- **EXTRACTED RECORDS**:
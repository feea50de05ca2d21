//! Typed fan-out over raw assignment tables.
//!
//! Backends hand back generic string tables; callers want one of five
//! shaped results (full table, table of row maps, single row, single row
//! map, scalar), each in string, int, or double flavor. Rather than one
//! function per shape and type, conversion is a single [`CalibValue`]
//! trait and every accessor is generic over the target cell type.
//!
//! Single-row shapes carry an inference step: 1-D data may be stored
//! column-wise (one row, many columns) or row-wise (one column, many
//! rows). Both are supported; a table with more than one row and more
//! than one column is genuinely 2-D and requesting a 1-D shape from it
//! is a contract violation.

use caldb_types::{Assignment, CaldbError};
use indexmap::IndexMap;

/// A cell type the string table can be converted into.
///
/// Parsing is strict: a numeric target rejects any cell that is not a
/// complete numeric token, instead of silently producing zero.
pub trait CalibValue: Sized {
    /// Human-readable target name used in conversion errors.
    const TARGET: &'static str;

    fn parse_cell(column: &str, raw: &str) -> Result<Self, CaldbError>;
}

impl CalibValue for String {
    const TARGET: &'static str = "string";

    fn parse_cell(_column: &str, raw: &str) -> Result<Self, CaldbError> {
        Ok(raw.to_string())
    }
}

impl CalibValue for i64 {
    const TARGET: &'static str = "int";

    fn parse_cell(column: &str, raw: &str) -> Result<Self, CaldbError> {
        raw.trim().parse().map_err(|_| conversion::<Self>(column, raw))
    }
}

impl CalibValue for f64 {
    const TARGET: &'static str = "double";

    fn parse_cell(column: &str, raw: &str) -> Result<Self, CaldbError> {
        raw.trim().parse().map_err(|_| conversion::<Self>(column, raw))
    }
}

fn conversion<T: CalibValue>(column: &str, raw: &str) -> CaldbError {
    CaldbError::Conversion {
        column: column.to_string(),
        value: raw.to_string(),
        target: T::TARGET,
    }
}

/// Full table as rows of column-name -> value maps, column order kept.
pub fn mapped_rows<T: CalibValue>(
    assignment: &Assignment,
) -> Result<Vec<IndexMap<String, T>>, CaldbError> {
    ensure_rows(assignment)?;
    let names = named_columns(assignment)?;
    assignment
        .rows()
        .iter()
        .map(|row| {
            names
                .iter()
                .zip(row.iter())
                .map(|(name, cell)| Ok((name.to_string(), T::parse_cell(name, cell)?)))
                .collect()
        })
        .collect()
}

/// Full table as rows of plain value vectors.
pub fn row_vectors<T: CalibValue>(assignment: &Assignment) -> Result<Vec<Vec<T>>, CaldbError> {
    ensure_rows(assignment)?;
    assignment
        .rows()
        .iter()
        .map(|row| {
            row.iter()
                .enumerate()
                .map(|(index, cell)| T::parse_cell(&index.to_string(), cell))
                .collect()
        })
        .collect()
}

/// 1-D result as a column-name -> value map.
pub fn single_row_map<T: CalibValue>(
    assignment: &Assignment,
) -> Result<IndexMap<String, T>, CaldbError> {
    single_row_cells(assignment)?
        .into_iter()
        .map(|(name, cell)| Ok((name.clone(), T::parse_cell(&name, &cell)?)))
        .collect()
}

/// 1-D result as a plain value vector.
pub fn single_row<T: CalibValue>(assignment: &Assignment) -> Result<Vec<T>, CaldbError> {
    single_row_cells(assignment)?
        .into_iter()
        .map(|(name, cell)| T::parse_cell(&name, &cell))
        .collect()
}

/// A single constant: element zero of the flattened 1-D result.
///
/// When the underlying data holds more than one value this takes the
/// first one in flattened order; it does not error.
pub fn scalar<T: CalibValue>(assignment: &Assignment) -> Result<T, CaldbError> {
    let mut cells = single_row_cells(assignment)?;
    if cells.is_empty() {
        return Err(CaldbError::contract(
            "dataset has no values; a scalar was requested",
        ));
    }
    let (name, cell) = cells.remove(0);
    T::parse_cell(&name, &cell)
}

/// Shared row/column inference for the single-row shapes.
///
/// Exactly one row is read column-wise, pairing cells with their real
/// column names. One column over many rows is read row-wise, with
/// synthesized `v0000, v0001, ...` names in row order. The 4-digit
/// padding repeats its width past index 9999, a known naming-collision
/// risk inherited from the data model.
fn single_row_cells(assignment: &Assignment) -> Result<Vec<(String, String)>, CaldbError> {
    ensure_rows(assignment)?;
    let rows = assignment.rows();
    let column_count = rows[0].len();

    if rows.len() > 1 && column_count > 1 {
        return Err(CaldbError::contract(format!(
            "dataset is a {}x{} table; a 1-D shape was requested",
            rows.len(),
            column_count
        )));
    }

    if rows.len() > 1 {
        // Row-wise storage: one column, many rows.
        return rows
            .iter()
            .enumerate()
            .map(|(index, row)| {
                let cell = row.first().ok_or_else(|| {
                    CaldbError::contract(format!("row {index} of a row-wise dataset is empty"))
                })?;
                Ok((format!("v{index:04}"), cell.clone()))
            })
            .collect();
    }

    // Column-wise storage: a single row paired with real column names.
    let names = named_columns(assignment)?;
    Ok(names
        .iter()
        .zip(rows[0].iter())
        .map(|(name, cell)| (name.to_string(), cell.clone()))
        .collect())
}

fn ensure_rows(assignment: &Assignment) -> Result<(), CaldbError> {
    if assignment.row_count() == 0 {
        return Err(CaldbError::contract(format!(
            "dataset '{}' has zero rows; found datasets are never empty",
            assignment.type_table().full_path
        )));
    }
    Ok(())
}

fn named_columns(assignment: &Assignment) -> Result<Vec<&str>, CaldbError> {
    let names = assignment.column_names();
    if names.is_empty() {
        return Err(CaldbError::contract(format!(
            "dataset '{}' was fetched without column metadata",
            assignment.type_table().full_path
        )));
    }
    let width = assignment.rows().first().map(Vec::len).unwrap_or(0);
    if names.len() != width {
        return Err(CaldbError::contract(format!(
            "dataset '{}' declares {} columns but rows have {} cells",
            assignment.type_table().full_path,
            names.len(),
            width
        )));
    }
    Ok(names)
}

#[cfg(test)]
mod tests {
    use super::*;
    use caldb_types::{Column, ResolvedRequest, TypeTable};

    fn assignment(columns: &[&str], rows: &[&[&str]]) -> Assignment {
        let table = TypeTable {
            full_path: "/test/table".into(),
            columns: columns.iter().map(|c| Column::new(*c, "string")).collect(),
        };
        let rows = rows
            .iter()
            .map(|row| row.iter().map(|c| c.to_string()).collect())
            .collect();
        let request = ResolvedRequest {
            path: "/test/table".into(),
            run: 0,
            variation: "default".into(),
            time: 0,
            load_columns: !columns.is_empty(),
        };
        Assignment::new(table, rows, request)
    }

    #[test]
    fn column_wise_single_row_pairs_real_names() {
        let a = assignment(&["A", "B"], &[&["1", "2"]]);
        let map = single_row_map::<i64>(&a).unwrap();
        assert_eq!(map.get("A"), Some(&1));
        assert_eq!(map.get("B"), Some(&2));
        assert_eq!(map.keys().collect::<Vec<_>>(), vec!["A", "B"]);
    }

    #[test]
    fn row_wise_single_column_synthesizes_names() {
        let a = assignment(&["value"], &[&["x"], &["y"], &["z"]]);
        let map = single_row_map::<String>(&a).unwrap();
        let pairs: Vec<(&str, &str)> = map.iter().map(|(k, v)| (k.as_str(), v.as_str())).collect();
        assert_eq!(pairs, vec![("v0000", "x"), ("v0001", "y"), ("v0002", "z")]);
    }

    #[test]
    fn two_dimensional_table_rejects_single_row_shapes() {
        let a = assignment(&["A", "B"], &[&["1", "2"], &["3", "4"]]);
        assert!(matches!(
            single_row_map::<String>(&a),
            Err(CaldbError::ContractViolation { .. })
        ));
        assert!(matches!(
            single_row::<String>(&a),
            Err(CaldbError::ContractViolation { .. })
        ));
        assert!(matches!(
            scalar::<String>(&a),
            Err(CaldbError::ContractViolation { .. })
        ));
    }

    #[test]
    fn zero_rows_is_a_contract_violation_everywhere() {
        let a = assignment(&["A"], &[]);
        assert!(matches!(mapped_rows::<String>(&a), Err(CaldbError::ContractViolation { .. })));
        assert!(matches!(row_vectors::<String>(&a), Err(CaldbError::ContractViolation { .. })));
        assert!(matches!(single_row::<String>(&a), Err(CaldbError::ContractViolation { .. })));
        assert!(matches!(scalar::<String>(&a), Err(CaldbError::ContractViolation { .. })));
    }

    #[test]
    fn strict_numeric_parsing_propagates_conversion_errors() {
        let a = assignment(&["A", "B"], &[&["1", "oops"]]);
        let error = single_row_map::<i64>(&a).unwrap_err();
        match error {
            CaldbError::Conversion { column, value, target } => {
                assert_eq!(column, "B");
                assert_eq!(value, "oops");
                assert_eq!(target, "int");
            }
            other => panic!("expected conversion error, got {other:?}"),
        }
    }

    #[test]
    fn doubles_parse_strictly_but_accept_scientific_notation() {
        let a = assignment(&["A"], &[&["1.5e3"]]);
        assert_eq!(single_row::<f64>(&a).unwrap(), vec![1500.0]);

        let bad = assignment(&["A"], &[&["1.5 apples"]]);
        assert!(matches!(single_row::<f64>(&bad), Err(CaldbError::Conversion { .. })));
    }

    #[test]
    fn full_table_shapes_convert_every_cell() {
        let a = assignment(&["A", "B"], &[&["1", "2"], &["3", "4"]]);
        let rows = row_vectors::<i64>(&a).unwrap();
        assert_eq!(rows, vec![vec![1, 2], vec![3, 4]]);

        let maps = mapped_rows::<f64>(&a).unwrap();
        assert_eq!(maps.len(), 2);
        assert_eq!(maps[1].get("A"), Some(&3.0));
    }

    #[test]
    fn scalar_takes_element_zero() {
        let a = assignment(&["A", "B", "C"], &[&["7", "8", "9"]]);
        assert_eq!(scalar::<i64>(&a).unwrap(), 7);

        let row_wise = assignment(&["value"], &[&["first"], &["second"]]);
        assert_eq!(scalar::<String>(&row_wise).unwrap(), "first");
    }

    #[test]
    fn mapped_rows_without_column_metadata_is_an_error() {
        let a = assignment(&[], &[&["1", "2"]]);
        assert!(matches!(
            mapped_rows::<String>(&a),
            Err(CaldbError::ContractViolation { .. })
        ));
    }

    #[test]
    fn single_cell_table_works_for_every_single_row_shape() {
        let a = assignment(&["only"], &[&["42"]]);
        assert_eq!(scalar::<i64>(&a).unwrap(), 42);
        assert_eq!(single_row::<i64>(&a).unwrap(), vec![42]);
        assert_eq!(single_row_map::<i64>(&a).unwrap().get("only"), Some(&42));
    }
}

- **WORK TO BE COMPLETED**:
Give back, unchanged, the run of lines in the listing above that begins at the line containing "with their real" and ends at the line containing "column, many rows.", both included.

- **FINISHED EXERCISE**:
/// Exactly one row is read column-wise, pairing cells with their real
/// column names. One column over many rows is read row-wise, with
/// synthesized `v0000, v0001, ...` names in row order. The 4-digit
/// padding repeats its width past index 9999, a known naming-collision
/// risk inherited from the data model.
fn single_row_cells(assignment: &Assignment) -> Result<Vec<(String, String)>, CaldbError> {
    ensure_rows(assignment)?;
    let rows = assignment.rows();
    let column_count = rows[0].len();

    if rows.len() > 1 && column_count > 1 {
        return Err(CaldbError::contract(format!(
            "dataset is a {}x{} table; a 1-D shape was requested",
            rows.len(),
            column_count
        )));
    }

    if rows.len() > 1 {
        // Row-wise storage: one column, many rows.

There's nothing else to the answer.